I have only a vague understanding of the plumbing involved with all this. There seems to be so many subsystems/frameworks involved I have yet to get my head around it all. Perhaps I need to register this callback somewere else, although, as the notifier seems to be getting through, you would have thought that the callback should be picked up.
I have used the SSR name, “apss”, (Application Processor Subsystem), as that is what LK uses in ‘rpm_glink_uninit’ and is the subsystem that will be going down, but, as far as I can see, nothing has opened anything in that context in the kernel so perhaps I need to do that, somehow, to get a response to the cleanup message.

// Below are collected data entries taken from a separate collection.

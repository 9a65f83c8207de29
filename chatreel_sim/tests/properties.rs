//! Property tests for the playback engine under arbitrary control sequences.

use std::sync::Arc;
use std::time::Duration;

use chatreel_core::catalog::ScenarioCatalog;
use chatreel_core::config::PlaybackTimings;
use chatreel_core::engine::{PlaybackEngine, PlaybackEvent, PlaybackState, TimerTicket};
use chatreel_core::model::{Content, Message, Scenario};
use proptest::prelude::*;

#[derive(Debug, Clone)]
enum Op {
    /// Fire the pending timer at its due time
    Fire,
    Start,
    Reset,
    /// Scenario id; 4 does not exist
    Select(u32),
    /// (nth revealed option list, nth option)
    Toggle(usize, usize),
    /// Replay the nth remembered ticket
    FireStale(usize),
    /// Move the clock forward and poll
    Advance(u64),
}

fn op() -> impl Strategy<Value = Op> {
    prop_oneof![
        8 => Just(Op::Fire),
        2 => Just(Op::Start),
        1 => Just(Op::Reset),
        1 => (1u32..=4).prop_map(Op::Select),
        2 => (0usize..4, 0usize..4).prop_map(|(m, o)| Op::Toggle(m, o)),
        1 => (0usize..8).prop_map(Op::FireStale),
        1 => (0u64..3000).prop_map(Op::Advance),
    ]
}

fn check(engine: &PlaybackEngine) -> Result<(), TestCaseError> {
    let script = engine.selected_scenario().map_or(&[][..], |s| s.script.as_slice());
    let transcript = engine.transcript();

    // Transcript is always a prefix of the selected script
    prop_assert!(transcript.len() <= script.len());
    for (shown, authored) in transcript.iter().zip(script) {
        prop_assert_eq!(shown.id, authored.id);
        prop_assert_eq!(&shown.body, &authored.body);
    }
    prop_assert_eq!(engine.cursor(), transcript.len());

    for msg in transcript {
        if let Some(opts) = msg.options() {
            prop_assert!(opts.iter().filter(|o| o.selected).count() <= 1);
        }
    }

    prop_assert_eq!(engine.is_running(), engine.pending().is_some());
    if engine.state() == PlaybackState::Finished {
        prop_assert_eq!(transcript.len(), script.len());
    }
    Ok(())
}

proptest! {
    #![proptest_config(ProptestConfig::with_cases(128))]

    #[test]
    fn prop_invariants_hold_for_any_control_sequence(
        ops in prop::collection::vec(op(), 1..200),
        instant in any::<bool>(),
    ) {
        let timings = if instant { PlaybackTimings::instant() } else { PlaybackTimings::default() };
        let mut engine = PlaybackEngine::new(Arc::new(ScenarioCatalog::builtin()), timings);
        let mut now = Duration::ZERO;
        let mut seen: Vec<TimerTicket> = Vec::new();
        let mut generation = engine.generation();

        for op in ops {
            match op {
                Op::Fire => {
                    if let Some(ticket) = engine.pending() {
                        seen.push(ticket);
                        now = now.max(ticket.due);
                        engine.fire(ticket, now);
                    }
                }
                Op::Start => {
                    engine.start(now);
                }
                Op::Reset => {
                    engine.reset();
                    prop_assert_eq!(engine.state(), PlaybackState::Idle);
                    prop_assert!(engine.transcript().is_empty());
                    prop_assert_eq!(engine.cursor(), 0);
                    prop_assert!(engine.pending().is_none());
                }
                Op::Select(id) => {
                    let known = engine.select_scenario(id);
                    prop_assert_eq!(known, id <= 3);
                }
                Op::Toggle(m, o) => {
                    let target = engine
                        .transcript()
                        .iter()
                        .filter_map(|msg| Some((msg.id, msg.options()?.get(o)?.id.clone())))
                        .nth(m);
                    if let Some((message_id, option_id)) = target {
                        prop_assert!(engine.toggle_option(message_id, &option_id));
                    }
                }
                Op::FireStale(i) => {
                    if let Some(&ticket) = seen.get(i) {
                        if engine.pending() != Some(ticket) {
                            let len = engine.transcript().len();
                            let state = engine.state();
                            prop_assert!(engine.fire(ticket, now).is_empty());
                            prop_assert_eq!(engine.transcript().len(), len);
                            prop_assert_eq!(engine.state(), state);
                        }
                    }
                }
                Op::Advance(ms) => {
                    now += Duration::from_millis(ms);
                    engine.poll(now);
                    if let Some(due) = engine.next_due() {
                        prop_assert!(due > now || timings == PlaybackTimings::instant());
                    }
                }
            }

            check(&engine)?;
            prop_assert!(engine.generation() >= generation);
            generation = engine.generation();
        }
    }

    #[test]
    fn prop_typing_reveals_one_char_at_a_time(
        body in "\\PC{0,40}",
        interval_ms in 1u64..100,
    ) {
        let scenario = Scenario::new(1, "Typing", "One user turn").with_script(vec![Message::user(1, body.clone())]);
        let timings = PlaybackTimings::default().with_typing_interval(Duration::from_millis(interval_ms));
        let mut engine = PlaybackEngine::new(Arc::new(ScenarioCatalog::new(vec![scenario])), timings);
        engine.select_scenario(1);
        engine.start(Duration::ZERO);

        let mut typed = Vec::new();
        let mut type_times = Vec::new();
        while let Some(ticket) = engine.pending() {
            for event in engine.fire(ticket, ticket.due) {
                if let PlaybackEvent::Typed { visible, .. } = event {
                    typed.push(visible);
                    type_times.push(ticket.due);
                }
            }
        }

        let chars: Vec<char> = body.chars().collect();
        prop_assert_eq!(typed.len(), chars.len());
        for (i, visible) in typed.iter().enumerate() {
            let expected: String = chars[..=i].iter().collect();
            prop_assert_eq!(visible, &expected);
        }
        for pair in type_times.windows(2) {
            prop_assert_eq!(pair[1] - pair[0], Duration::from_millis(interval_ms));
        }
        prop_assert_eq!(engine.transcript().len(), 1);
        prop_assert_eq!(&engine.transcript()[0].body, &body);
    }

    #[test]
    fn prop_toggle_keeps_at_most_one_selected(
        toggles in prop::collection::vec(0usize..5, 0..40),
    ) {
        let labels = [("a", "A"), ("b", "B"), ("c", "C"), ("d", "D")];
        let mut msg = Message::system(1, "Pick").with_content(Content::options(labels));
        let mut model: Option<usize> = None;

        for i in toggles {
            let id = labels.get(i).map_or("missing", |(id, _)| *id);
            let applied = msg.toggle_option(id);
            prop_assert_eq!(applied, i < labels.len());
            if applied {
                model = if model == Some(i) { None } else { Some(i) };
            }

            let selected: Vec<usize> = msg
                .options()
                .unwrap_or_default()
                .iter()
                .enumerate()
                .filter(|(_, o)| o.selected)
                .map(|(idx, _)| idx)
                .collect();
            prop_assert_eq!(selected, model.into_iter().collect::<Vec<_>>());
        }
    }
}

The main thing that is not working in the second kernel is PCI. The first PCI port, qcom,pcie@600000, does seem to work. The WiFi/BT chip QCA6174 driver, ath10k, puts out the same messages to the log in the second kernel as in the first, with the exception of assigning IRQs 76 and 77 rather than 77 and 78. Interestingly, the configuration of this port is deferred, so it occurs after the other two, and the configuration space is unaltered, (according to kernel parameter pci=earlydump), so the second kernel sees the same configuration space as the first. The configuration of the two other ports, qcom,pcie@608000 and qcom,pcie@610000, is not deferred and their configuration spaces are altered by the first kernel with the result that my ahci controller, ASM1062, and the gigabit ethernet controller, AR8151, are not seen at all by the second kernel.

All LK does, on issuing the SSR in ‘rpm_glink_uninit’, is poll for all four fifo indices, (head and tail for tx and rx), to be set to zero by the RPM by calling ./platform/msm_shared/glink/xport_rpm.c:xport_rpm_wait_link_down through ssr_glink_port->if_ptr->wait_link_down.

In the kernel, by inserting pr_debugs into ‘glink_rpm_parse_toc_entry’, I have found that the first kernel starts with a RPM_CMD_VERSION, (le16)0, GLINK_VERSION_1, (le16)1, features = (le32)0, in the fifos from the RPM to the Modem Subsystem, “mpss”, (magic ‘r2mp’) and to the Low Power Audio Subsystem, “lpass”, (magic ‘r2ad’) and to a third fifo with magic, ‘r2sc’, for which I do not know the corresponding subsystem. All other fifos are empty, all four indices are zero, in particular the fifos to and from “apss” which presumably were reset in response to the SSR message from LK. Interestingly, the second kernel starts with the fifos in the same state with the exception that the fifo from the RPM to “lpass” is also empty, presumably as a result of the SSR message from qcom_q6v5_pas.

So, perhaps the glink-SSR implementation in ./drivers/soc/qcom/glink_ssr.c is incomplete.